Housing 24 has a vertically extending first filter mount guide channel 72, FIGS. 2, 6, and a vertically extending second filter mount guide channel 74. The guide channels engage and locate filter element 34 such that the filter element extends vertically in the housing and is located laterally between plenums 64 and 68. Housing 24 has a longitudinally extending lower filter mount guide channel 76, FIGS. 2, 7, engaging and locating filter element 34. Each of the guide channels 72, 74, 76 preferably engages a respective sealing gasket 78, 80, 82 on the filter element to seal plenum 64 from plenum 68. Sealing gaskets 78, 80, 82 are provided on respective end caps 84, 86, 88, FIG. 1, of the filter element.
Housing 24 has a top opening 90, FIG. 11, receiving filter element 34 such that the filter element may be inserted downwardly into the housing. The filter element has a top end 92 with a top closure plate 94 sealingly attached thereto, by adhesive bonding, sonic welding, or other attachment. Filter element 34 and top closure plate 94 form an integral replaceable modular unit. As the filter element is inserted downwardly into housing 24 through open end 90, top closure plate 94 engages housing 24 and closes opening 90 and first and second plenums 64 and 68. Top closure plate 94 is sealed to the housing by a gasket around opening 94 including longitudinally extending gasket sections 96, 98, FIG. 7, and laterally extending gasket sections 100, FIG. 5, 102, FIG. 11. Filter element 34 is sealed at vertical end 84 by gasket 78 in guide channel 72. Filter element 34 is sealed at its lower horizontal longitudinal end 88 by gasket 82 in lower guide channel 76. Filter element 34 is sealed at its vertical end 86 by gasket 80 in guide channel 74. Filter element 34 is sealed at its top end 92 by closure plate 94 which in turn is sealed by the noted gaskets 96, 98, 100, 102 in housing opening 90.
Housing 24 is provided by a pair of clamshell halves 104, 106, FIG. 2, having the noted top opening 90 in assembled condition, FIG. 11. Alternatively, housing 24 is a single unitary member.

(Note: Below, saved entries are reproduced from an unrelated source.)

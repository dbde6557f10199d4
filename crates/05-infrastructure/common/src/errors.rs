//! 错误类型定义

use thiserror::Error;

/// 依赖注入错误类型
#[derive(Error, Debug, Clone, PartialEq, Eq)]
pub enum DependencyError {
    #[error("服务未注册: {type_name}")]
    UnregisteredService { type_name: String },

    #[error("缺少构造参数: {type_name} 的参数 `{parameter}` 没有提供值")]
    MissingArgument { type_name: String, parameter: String },

    #[error("循环依赖检测到: {chain}")]
    CyclicDependency { chain: String },

    #[error("解析深度超过上限 {depth}: {chain}")]
    ResolutionDepthExceeded { depth: usize, chain: String },

    #[error("实例类型不匹配: 期望 {expected}")]
    TypeMismatch { expected: String },

    #[error("组件创建失败: {type_name}, 原因: {message}")]
    ComponentCreationFailed { type_name: String, message: String },
}

impl DependencyError {
    /// 创建组件创建失败错误
    pub fn creation_failed(type_name: impl Into<String>, message: impl Into<String>) -> Self {
        Self::ComponentCreationFailed {
            type_name: type_name.into(),
            message: message.into(),
        }
    }

    /// 创建服务未注册错误
    pub fn unregistered(type_name: impl Into<String>) -> Self {
        Self::UnregisteredService {
            type_name: type_name.into(),
        }
    }
}

/// 扫描警告
///
/// 单个候选类型无法被读取或激活时产生，扫描会跳过该类型并继续。
#[derive(Error, Debug, Clone, PartialEq, Eq)]
#[error("扫描跳过类型 {type_name}: {reason}")]
pub struct ScanWarning {
    /// 类型名称
    pub type_name: String,
    /// 跳过原因
    pub reason: String,
}

impl ScanWarning {
    /// 创建新的扫描警告
    pub fn new(type_name: impl Into<String>, reason: impl Into<String>) -> Self {
        Self {
            type_name: type_name.into(),
            reason: reason.into(),
        }
    }
}

/// 结果类型别名
pub type DependencyResult<T> = Result<T, DependencyError>;
//! 服务注册表实现

use di_abstractions::{Registration, ServiceRegistry};
use infrastructure_common::{DependencyError, DependencyResult, ServiceKey};
use std::collections::HashMap;

/// 默认服务注册表
///
/// 每个服务标识对应一个按序号递增的注册列表。
#[derive(Debug, Default)]
pub struct ServiceRegistryImpl {
    buckets: HashMap<ServiceKey, Vec<Registration>>,
    order: Vec<ServiceKey>,
    next_ordinal: u64,
    count: usize,
}

impl ServiceRegistryImpl {
    /// 创建空注册表
    pub fn new() -> Self {
        Self::default()
    }

    /// 全部注册的快照（按序号排序）
    pub fn registrations(&self) -> Vec<Registration> {
        let mut registrations: Vec<Registration> =
            self.buckets.values().flatten().cloned().collect();
        registrations.sort_by_key(|registration| registration.ordinal);
        registrations
    }
}

impl ServiceRegistry for ServiceRegistryImpl {
    fn add(&mut self, mut registration: Registration) -> u64 {
        let ordinal = self.next_ordinal;
        self.next_ordinal += 1;
        registration.ordinal = ordinal;

        let service_key = registration.service_key;
        let bucket = self.buckets.entry(service_key).or_default();
        if bucket.is_empty() {
            self.order.push(service_key);
        }
        bucket.push(registration);
        self.count += 1;

        ordinal
    }

    fn lookup(&self, service_key: ServiceKey) -> DependencyResult<Vec<Registration>> {
        self.buckets
            .get(&service_key)
            .filter(|bucket| !bucket.is_empty())
            .cloned()
            .ok_or_else(|| DependencyError::unregistered(service_key.type_name()))
    }

    fn last(&self, service_key: ServiceKey) -> Option<Registration> {
        self.buckets
            .get(&service_key)
            .and_then(|bucket| bucket.last())
            .cloned()
    }

    fn last_named(&self, service_key: ServiceKey, name: &str) -> Option<Registration> {
        self.buckets.get(&service_key).and_then(|bucket| {
            bucket
                .iter()
                .rev()
                .find(|registration| registration.name.as_deref() == Some(name))
                .cloned()
        })
    }

    fn contains(&self, service_key: ServiceKey) -> bool {
        self.buckets
            .get(&service_key)
            .is_some_and(|bucket| !bucket.is_empty())
    }

    fn registered_services(&self) -> Vec<ServiceKey> {
        self.order.clone()
    }

    fn len(&self) -> usize {
        self.count
    }

    fn merge(&mut self, other: Self) {
        for registration in other.registrations() {
            self.add(registration);
        }
    }
}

Top closure plate 94 of the filter element mates with the clamshell halves, or a single unitary housing, and closes top opening 90 such that top closure plate 94 of filter element 34 completes the housing, including if the housing is formed by the clamshell halves. The clamshell halves are plastic members and are held together by flexible snap fit tabs 108, 110, 112, 114, FIGS. 2, 9, 10. Top closure plate 94 is a plastic member and has a pair of flexible downwardly extending side tabs 116, 118 engaging respective clamshell halves 104, 106 in snap fit relation. Other attachment mechanisms may be used for the clamshell halves and/or the top closure plate, for example, screws such as 120, FIG. 12.
Housing 24 has a bypass port 122, FIGS. 2, 4, communicating with inlet 26. A bypass valve 124, FIG. 5, in the bypass port has a normally closed position, which is the position illustrated in FIG. 5, such that air and oil from inlet 26 flow to filter element 34. Bypass valve 124 has a pressure actuated open position passing the air and oil therethrough as an alternate path as shown at 126, preferably back to atmosphere or to the engine intake. Bypass valve 124 is actuated to the open position in response to an overpressure condition in plenum 64 corresponding to a predetermined pressure drop across filter element 34, to ensure venting of the engine crankcase even if filter element 34 becomes plugged. Bypass valve 124 is provided by frusto-conical plunger 128 biased upwardly against mating valve seat 130 by compression spring 132 bearing at its lower end against stationary snap ring 134. When the pressure in plenum 64 increases sufficiently to overcome the bias of spring 132, plunger 128 moves downwardly away from valve seat 130 to permit flow therepast.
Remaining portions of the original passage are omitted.